One key thing I found when my partner started was supportive undies were essential - not tight boxers   Horses are expensive so find a second hand equestrian store (or ebay) get some second hand stuff and then replace with better stuff as you develop your interest - unless you have loads to spend.  Never buy used helmets however (a good helmet is worth your life so don't ever scrimp there).  Quite a few riding schools provide some riding gear so maybe check there if that is where you are going to be learning?


----------



## LHIS (14 May 2015)

Find an online equestrian store for everything except your hat, get yourself to a store and get fitted properly. Same if you opt for a body protector. Robinsons are good for cheap horsey clothing (however I think they ship within the UK only and I get the impression you're not British  or maybe you're living in the UK).


----------



## Princess16 (14 May 2015)

A lot of RS supply hats and boots when having lessons. Good luck and have fun it's the best thing to do!


----------



## Barnacle (14 May 2015)

I have a friend who actually rides in women's jodhpurs. He says they are much more comfortable than men's breeches. If you're a complete beginner, you can really wear anything - the boots and hat are most important (and best bought from an equestrian store in person as they need to fit properly) and just make sure whatever you are wearing for trousers isn't really loose so it can't get caught anywhere but also lets you move freely. And just by the way, my experience of boots is that they are not sized quite the same as ordinary clothes. I find boots are always way bigger than I expect them to be... I'd recommend boots that aren't tall to start with because tall ones might reduce your clinging ability and you're likely not used to the feeling of wearing them so it's just one more thing to get used to - and I don't think you need that when you're starting out  But this comes down to personal preference.


----------



## hairycob (14 May 2015)

My son would definitely say the right pants are the top priority - supportive is a must. He often rides in jog pants if he is not going off the yard. Ebay is the best place for breeches - it's much harder to find reasonably priced gear for men than for women, but he has had some lovely ebay buys for about £20.


----------



## Red-1 (15 May 2015)

I have taught loads of men, and most hate the elastic skin tight breeches. Mark Todd type breeches are more cotton-y, and are still tight, but not skin tight. Not to be too obvious, but they still leave something to the imagination rather than displaying what is in them, if you get what I mean! 

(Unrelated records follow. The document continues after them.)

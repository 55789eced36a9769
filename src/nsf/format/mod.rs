//! On-disk layout of the container, one module per structure.

pub mod design;
pub mod directory;
pub mod header;
pub mod items;
pub mod richtext;
pub mod timedate;
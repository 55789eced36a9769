//! TIMEDATE values: an absolute instant plus the writer's UTC offset.
//!
//! ```text
//! [8 bytes] seconds since 1970-01-01T00:00:00Z (i64)
//! [2 bytes] offset in minutes east of UTC (i16), i16::MIN = none
//! ```

use chrono::{DateTime, FixedOffset, TimeDelta};

use crate::nsf::codec::bytes::ByteReader;
use crate::nsf::types::error::{NsfError, Result};

pub const TIMEDATE_LEN: usize = 10;

/// Offset value meaning "the writer recorded no zone".
pub const NO_OFFSET: i16 = i16::MIN;

const MAX_OFFSET_MINUTES: i16 = 24 * 60;

/// Read one TIMEDATE.
///
/// A stored offset is always honored; only a missing offset yields UTC.
/// Returns `Corrupt` (without a note id) for values chrono cannot represent,
/// including instants whose local time falls outside chrono's range.
pub fn read(reader: &mut ByteReader<'_>) -> Result<DateTime<FixedOffset>> {
    let seconds = reader.read_i64()?;
    let offset_minutes = reader.read_i16()?;
    from_parts(seconds, offset_minutes)
}

pub fn from_parts(seconds: i64, offset_minutes: i16) -> Result<DateTime<FixedOffset>> {
    let instant = DateTime::from_timestamp(seconds, 0)
        .ok_or_else(|| NsfError::corrupt(None, format!("Timestamp {} is out of range", seconds)))?;

    if offset_minutes == NO_OFFSET {
        return Ok(instant.fixed_offset());
    }
    if offset_minutes.abs() >= MAX_OFFSET_MINUTES {
        return Err(NsfError::corrupt(None, format!("UTC offset of {} minutes is out of range", offset_minutes)));
    }
    let offset = FixedOffset::east_opt(offset_minutes as i32 * 60)
        .ok_or_else(|| NsfError::corrupt(None, format!("Invalid UTC offset: {} minutes", offset_minutes)))?;
    if instant
        .naive_utc()
        .checked_add_signed(TimeDelta::minutes(offset_minutes as i64))
        .is_none()
    {
        return Err(NsfError::corrupt(
            None,
            format!("Timestamp {} with offset {} minutes has no local time", seconds, offset_minutes),
        ));
    }
    Ok(instant.with_timezone(&offset))
}
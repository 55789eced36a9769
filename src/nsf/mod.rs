//! Core NSF reader module.
//!
//! The pipeline is strictly layered:
//!
//! - [`codec`]: bounds-checked byte reads and LMBCS text
//! - [`format`]: header, directories, note items and design records
//! - `assembler`: note classification and cross-note checks
//! - [`reader`]: the whole-file state machine

pub mod codec;
pub mod format;
pub mod reader;
pub mod types;

mod assembler;

use std::path::Path;

pub use reader::{NsfReader, ParseState, ParsedDatabase};
pub use types::error::{NsfError, Result};
pub use types::options::ParseOptions;

/// Parse a container file with default options.
pub fn parse_file(path: impl AsRef<Path>) -> Result<ParsedDatabase> {
    NsfReader::new(ParseOptions::default()).read_file(path)
}

/// Parse an in-memory container with default options.
pub fn parse_bytes(bytes: &[u8]) -> Result<ParsedDatabase> {
    NsfReader::new(ParseOptions::default()).read_bytes(bytes)
}
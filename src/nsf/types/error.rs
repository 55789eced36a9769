//! Custom error types for the nsf-reader crate.

use thiserror::Error;

use super::models::NoteId;

/// The primary error type for all operations in this crate.
///
/// Every variant is terminal: a parse that returns one of these never hands
/// out a model. Recoverable problems are reported as
/// [`Diagnostic`](super::diagnostics::Diagnostic)s instead.
#[derive(Debug, Error)]
pub enum NsfError {
    /// An error originating from I/O operations.
    #[error("I/O error: {0}")]
    Io(#[from] std::io::Error),

    /// A read requested more bytes than remain in the buffer.
    #[error("Truncated data: needed {requested} bytes at offset {offset:#x}, only {available} available")]
    Truncated {
        offset: u64,
        requested: u64,
        available: u64,
    },

    /// An invalid or incomplete LMBCS sequence. `offset` is the file
    /// offset of the offending byte when the text came from a container.
    #[error("Invalid LMBCS text at offset {offset:#x}: {reason}")]
    Encoding { offset: u64, reason: String },

    /// An out-of-range offset/length, a dangling reference or a cycle.
    ///
    /// Only fatal when it hits the root directory; everywhere else the
    /// assembler downgrades it to a diagnostic.
    #[error("Corrupt data{}: {reason}", note_label(.note_id))]
    Corrupt {
        note_id: Option<NoteId>,
        reason: String,
    },

    /// A structural invariant of the assembled model does not hold.
    #[error("Malformed form '{form}': {reason} '{name}'")]
    Malformed {
        form: String,
        name: String,
        reason: &'static str,
    },

    /// A recognized container feature this reader does not handle.
    #[error("Unsupported container: {0}")]
    Unsupported(String),

    /// An `NsfReader` was asked to parse after it already ran.
    #[error("Reader already used (state: {0:?})")]
    InvalidState(crate::nsf::reader::ParseState),
}

impl NsfError {
    /// Shorthand for a [`NsfError::Corrupt`] tied to a note.
    pub fn corrupt(note_id: impl Into<Option<NoteId>>, reason: impl Into<String>) -> Self {
        NsfError::Corrupt {
            note_id: note_id.into(),
            reason: reason.into(),
        }
    }
}

fn note_label(note_id: &Option<NoteId>) -> String {
    match note_id {
        Some(id) => format!(" in note {}", id),
        None => String::new(),
    }
}

/// A convenience `Result` type alias using the crate's `NsfError` type.
pub type Result<T> = std::result::Result<T, NsfError>;
//! Non-fatal findings collected while parsing.

use std::fmt;

use log::{info, warn};
use serde::Serialize;

use super::models::NoteId;

#[derive(Debug, Clone, Copy, PartialEq, Eq, PartialOrd, Ord, Serialize)]
#[serde(rename_all = "snake_case")]
pub enum Severity {
    Info,
    Warning,
}

/// What a diagnostic is about.
#[derive(Debug, Clone, Copy, PartialEq, Eq, Serialize)]
#[serde(rename_all = "snake_case")]
pub enum DiagnosticKind {
    /// A document's form reference names no form.
    UnresolvedFormRef,
    /// Rich text whose plain-text rendering dropped content.
    LossyRichText,
    /// An item with a type tag this reader does not know.
    UnknownItemType,
    /// A known item whose value could not be decoded.
    CorruptItem,
    /// A note or nested directory that was skipped.
    CorruptNote,
    /// A parent link that loops or names no form.
    BrokenInheritance,
}

impl DiagnosticKind {
    /// Whether this kind belongs to the `Corrupt` class of the error taxonomy.
    pub fn is_corrupt(&self) -> bool {
        matches!(
            self,
            DiagnosticKind::CorruptItem | DiagnosticKind::CorruptNote | DiagnosticKind::BrokenInheritance
        )
    }
}

#[derive(Debug, Clone, PartialEq, Eq, Serialize)]
pub struct Diagnostic {
    pub severity: Severity,
    pub kind: DiagnosticKind,
    pub note_id: NoteId,
    pub message: String,
}

impl fmt::Display for Diagnostic {
    fn fmt(&self, f: &mut fmt::Formatter<'_>) -> fmt::Result {
        let level = match self.severity {
            Severity::Info => "info",
            Severity::Warning => "warning",
        };
        write!(f, "{} [{}]: {}", level, self.note_id, self.message)
    }
}

/// Accumulates diagnostics during one parse.
///
/// Every entry is also forwarded to the `log` facade.
#[derive(Debug, Default)]
pub struct Diagnostics {
    entries: Vec<Diagnostic>,
}

impl Diagnostics {
    pub fn new() -> Self {
        Self::default()
    }

    pub fn warning(&mut self, kind: DiagnosticKind, note_id: NoteId, message: impl Into<String>) {
        let message = message.into();
        warn!("{}: {}", note_id, message);
        self.entries.push(Diagnostic {
            severity: Severity::Warning,
            kind,
            note_id,
            message,
        });
    }

    pub fn info(&mut self, kind: DiagnosticKind, note_id: NoteId, message: impl Into<String>) {
        let message = message.into();
        info!("{}: {}", note_id, message);
        self.entries.push(Diagnostic {
            severity: Severity::Info,
            kind,
            note_id,
            message,
        });
    }

    pub fn len(&self) -> usize {
        self.entries.len()
    }

    pub fn is_empty(&self) -> bool {
        self.entries.is_empty()
    }

    /// Final list, ordered by note id; entries for one note keep the order
    /// they were raised in.
    pub fn into_sorted(mut self) -> Vec<Diagnostic> {
        self.entries.sort_by_key(|d| d.note_id);
        self.entries
    }
}
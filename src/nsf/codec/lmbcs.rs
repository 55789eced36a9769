//! LMBCS (Lotus Multi-Byte Character Set) to Unicode.
//!
//! LMBCS text is mostly ASCII. Characters outside ASCII are written as a
//! *group byte* (0x01..=0x14) followed by one or two bytes interpreted in that
//! group's character set. High bytes without a group prefix belong to the
//! default group, code page 850.
//!
//! | group | bytes | character set |
//! |-------|-------|---------------|
//! | 0x01 | 1 | code page 850 |
//! | 0x02 | 1 | Greek (windows-1253) |
//! | 0x03 | 1 | Hebrew (windows-1255) |
//! | 0x04 | 1 | Arabic (windows-1256) |
//! | 0x05 | 1 | Cyrillic (windows-1251) |
//! | 0x06 | 1 | Central European (windows-1250) |
//! | 0x08 | 1 | Turkish (windows-1254) |
//! | 0x0B | 1 | Thai (windows-874) |
//! | 0x0F | 1 | escaped C0 control |
//! | 0x10 | 2 | Japanese (Shift_JIS) |
//! | 0x11 | 2 | Korean (EUC-KR) |
//! | 0x12 | 2 | Traditional Chinese (Big5) |
//! | 0x13 | 2 | Simplified Chinese (GBK) |
//! | 0x14 | 2 | UCS-2, big-endian |
//!
//! Decoding carries no state between calls.

use encoding_rs::Encoding;

use crate::nsf::types::error::{NsfError, Result};

/// Code page 850, bytes 0x80..=0xFF.
#[rustfmt::skip]
static CP850_HIGH: [char; 128] = [
    'Ç', 'ü', 'é', 'â', 'ä', 'à', 'å', 'ç', 'ê', 'ë', 'è', 'ï', 'î', 'ì', 'Ä', 'Å',
    'É', 'æ', 'Æ', 'ô', 'ö', 'ò', 'û', 'ù', 'ÿ', 'Ö', 'Ü', 'ø', '£', 'Ø', '×', 'ƒ',
    'á', 'í', 'ó', 'ú', 'ñ', 'Ñ', 'ª', 'º', '¿', '®', '¬', '½', '¼', '¡', '«', '»',
    '░', '▒', '▓', '│', '┤', 'Á', 'Â', 'À', '©', '╣', '║', '╗', '╝', '¢', '¥', '┐',
    '└', '┴', '┬', '├', '─', '┼', 'ã', 'Ã', '╚', '╔', '╩', '╦', '╠', '═', '╬', '¤',
    'ð', 'Ð', 'Ê', 'Ë', 'È', 'ı', 'Í', 'Î', 'Ï', '┘', '┌', '█', '▄', '¦', 'Ì', '▀',
    'Ó', 'ß', 'Ô', 'Ò', 'õ', 'Õ', 'µ', 'þ', 'Þ', 'Ú', 'Û', 'Ù', 'ý', 'Ý', '¯', '´',
    '\u{AD}', '±', '‗', '¾', '¶', '§', '÷', '¸', '°', '¨', '·', '¹', '³', '²', '■', '\u{A0}',
];

const UCS2_GROUP: u8 = 0x14;

/// How the bytes after a group byte are interpreted.
#[derive(Clone, Copy)]
enum Group {
    Cp850,
    SingleByte(&'static Encoding),
    Control,
    DoubleByte(&'static Encoding),
    Ucs2,
}

fn group_for(byte: u8) -> Option<Group> {
    let group = match byte {
        0x01 => Group::Cp850,
        0x02 => Group::SingleByte(encoding_rs::WINDOWS_1253),
        0x03 => Group::SingleByte(encoding_rs::WINDOWS_1255),
        0x04 => Group::SingleByte(encoding_rs::WINDOWS_1256),
        0x05 => Group::SingleByte(encoding_rs::WINDOWS_1251),
        0x06 => Group::SingleByte(encoding_rs::WINDOWS_1250),
        0x08 => Group::SingleByte(encoding_rs::WINDOWS_1254),
        0x0B => Group::SingleByte(encoding_rs::WINDOWS_874),
        0x0F => Group::Control,
        0x10 => Group::DoubleByte(encoding_rs::SHIFT_JIS),
        0x11 => Group::DoubleByte(encoding_rs::EUC_KR),
        0x12 => Group::DoubleByte(encoding_rs::BIG5),
        0x13 => Group::DoubleByte(encoding_rs::GBK),
        UCS2_GROUP => Group::Ucs2,
        _ => return None,
    };
    Some(group)
}

/// Decode an LMBCS run into a `String`.
///
/// A NUL byte ends the run. Unknown group bytes, characters a group cannot
/// represent and sequences cut short by the end of input are errors; no
/// replacement characters are ever produced.
pub fn decode(bytes: &[u8]) -> Result<String> {
    let mut out = String::with_capacity(bytes.len());
    let mut pos = 0;

    while pos < bytes.len() {
        let byte = bytes[pos];
        match byte {
            0x00 => break,
            0x09 | 0x0A | 0x0D | 0x20..=0x7F => {
                out.push(byte as char);
                pos += 1;
            }
            0x80..=0xFF => {
                out.push(CP850_HIGH[(byte - 0x80) as usize]);
                pos += 1;
            }
            _ => {
                let group = group_for(byte)
                    .ok_or_else(|| encoding_error(pos, format!("unknown group byte {:#04x}", byte)))?;
                pos += decode_group(group, bytes, pos, &mut out)?;
            }
        }
    }

    Ok(out)
}

/// [`decode`] for a run stored at file offset `base`: an `Encoding` error
/// names the absolute position of the offending byte.
pub fn decode_at(bytes: &[u8], base: u64) -> Result<String> {
    decode(bytes).map_err(|e| match e {
        NsfError::Encoding { offset, reason } => NsfError::Encoding {
            offset: base.saturating_add(offset),
            reason,
        },
        other => other,
    })
}

/// Decode one grouped character starting at the group byte `bytes[start]`.
/// Returns the number of bytes consumed.
fn decode_group(group: Group, bytes: &[u8], start: usize, out: &mut String) -> Result<usize> {
    match group {
        Group::Cp850 => {
            let b = sequence(bytes, start, 1)?[0];
            if b < 0x20 {
                return Err(encoding_error(start, format!("control byte {:#04x} in group 0x01", b)));
            }
            out.push(if b < 0x80 { b as char } else { CP850_HIGH[(b - 0x80) as usize] });
            Ok(2)
        }
        Group::SingleByte(encoding) => {
            let b = sequence(bytes, start, 1)?;
            if b[0] < 0x20 {
                return Err(encoding_error(start, format!("control byte {:#04x} in {} group", b[0], encoding.name())));
            }
            push_decoded(encoding, b, start, out)?;
            Ok(2)
        }
        Group::Control => {
            let b = sequence(bytes, start, 1)?[0];
            if b >= 0x20 {
                return Err(encoding_error(start, format!("byte {:#04x} is not a control character", b)));
            }
            out.push(b as char);
            Ok(2)
        }
        Group::DoubleByte(encoding) => {
            let pair = sequence(bytes, start, 2)?;
            if pair[0] < 0x81 {
                return Err(encoding_error(start, format!("invalid lead byte {:#04x} in {} group", pair[0], encoding.name())));
            }
            push_decoded(encoding, pair, start, out)?;
            Ok(3)
        }
        Group::Ucs2 => decode_ucs2(bytes, start, out),
    }
}

fn decode_ucs2(bytes: &[u8], start: usize, out: &mut String) -> Result<usize> {
    let pair = sequence(bytes, start, 2)?;
    let unit = u16::from_be_bytes([pair[0], pair[1]]);

    match unit {
        0xD800..=0xDBFF => {
            // A high surrogate needs a second UCS-2 group carrying the low half.
            let next = start + 3;
            if bytes.get(next) != Some(&UCS2_GROUP) {
                return Err(encoding_error(start, "unpaired high surrogate".to_string()));
            }
            let low_pair = sequence(bytes, next, 2)?;
            let low = u16::from_be_bytes([low_pair[0], low_pair[1]]);
            let c = char::decode_utf16([unit, low])
                .next()
                .and_then(|r| r.ok())
                .ok_or_else(|| encoding_error(start, "invalid surrogate pair".to_string()))?;
            out.push(c);
            Ok(6)
        }
        0xDC00..=0xDFFF => Err(encoding_error(start, "unpaired low surrogate".to_string())),
        _ => {
            // Non-surrogate BMP units always map to a char.
            let c = char::from_u32(unit as u32)
                .ok_or_else(|| encoding_error(start, format!("invalid code unit {:#06x}", unit)))?;
            out.push(c);
            Ok(3)
        }
    }
}

/// The `len` bytes following the group byte at `start`.
fn sequence(bytes: &[u8], start: usize, len: usize) -> Result<&[u8]> {
    bytes
        .get(start + 1..start + 1 + len)
        .ok_or_else(|| encoding_error(start, format!("incomplete sequence: group {:#04x} needs {} more bytes", bytes[start], len)))
}

fn push_decoded(encoding: &'static Encoding, raw: &[u8], start: usize, out: &mut String) -> Result<()> {
    let decoded = encoding
        .decode_without_bom_handling_and_without_replacement(raw)
        .ok_or_else(|| encoding_error(start, format!("bytes {:02x?} are not valid {}", raw, encoding.name())))?;
    out.push_str(&decoded);
    Ok(())
}

fn encoding_error(offset: usize, reason: String) -> NsfError {
    NsfError::Encoding {
        offset: offset as u64,
        reason,
    }
}
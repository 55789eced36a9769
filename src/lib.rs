//! # nsf-reader
//!
//! A reader for NSF application containers: forms, views, documents and
//! the access control list, decoded into one immutable [`Application`].
//!
//! Non-fatal problems (unresolved form references, lossy rich text, unknown
//! item types, skipped notes, broken inheritance) are returned as
//! [`Diagnostic`]s next to the model instead of failing the parse.
pub mod nsf;

// Re-export the main types for convenience
pub use nsf::{
    NsfError, NsfReader, ParseOptions, ParseState, ParsedDatabase, Result,
    codec::lmbcs,
    parse_bytes, parse_file,
    types::{
        diagnostics::{Diagnostic, DiagnosticKind, Severity},
        models::{
            AclEntry, AclLevel, Application, ColumnDefinition, Document, FieldDefinition, FieldKind,
            FieldValue, Form, FormRef, NoteClass, NoteId, Number, RichText, SortDirection, View,
            DEFAULT_PRINCIPAL,
        },
    },
};
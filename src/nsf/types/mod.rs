//! Foundational data structures, error types, diagnostics and options.

pub mod diagnostics;
pub mod error;
pub mod models;
pub mod options;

Many a chap at our place has been hiding in the changing room, reluctant to come out in breeches that look like tights!

By enlarge the cheaper ones are the elastic tights type! So, to feel comfortable in your mind as well as your body then I would pay for breeches that you are happy with.

If you go to a good saddler's then they should be able to advise. 

I would agree with short boots and half chaps or gaiters. Plus a helmet, but be careful of the safety standard as the old ENstandard is being revises, but the SNELL and PAS ones are staying current. I would also get gloves. Cheap pimple ones are fine.

Tight supportive pants, not boxers!


----------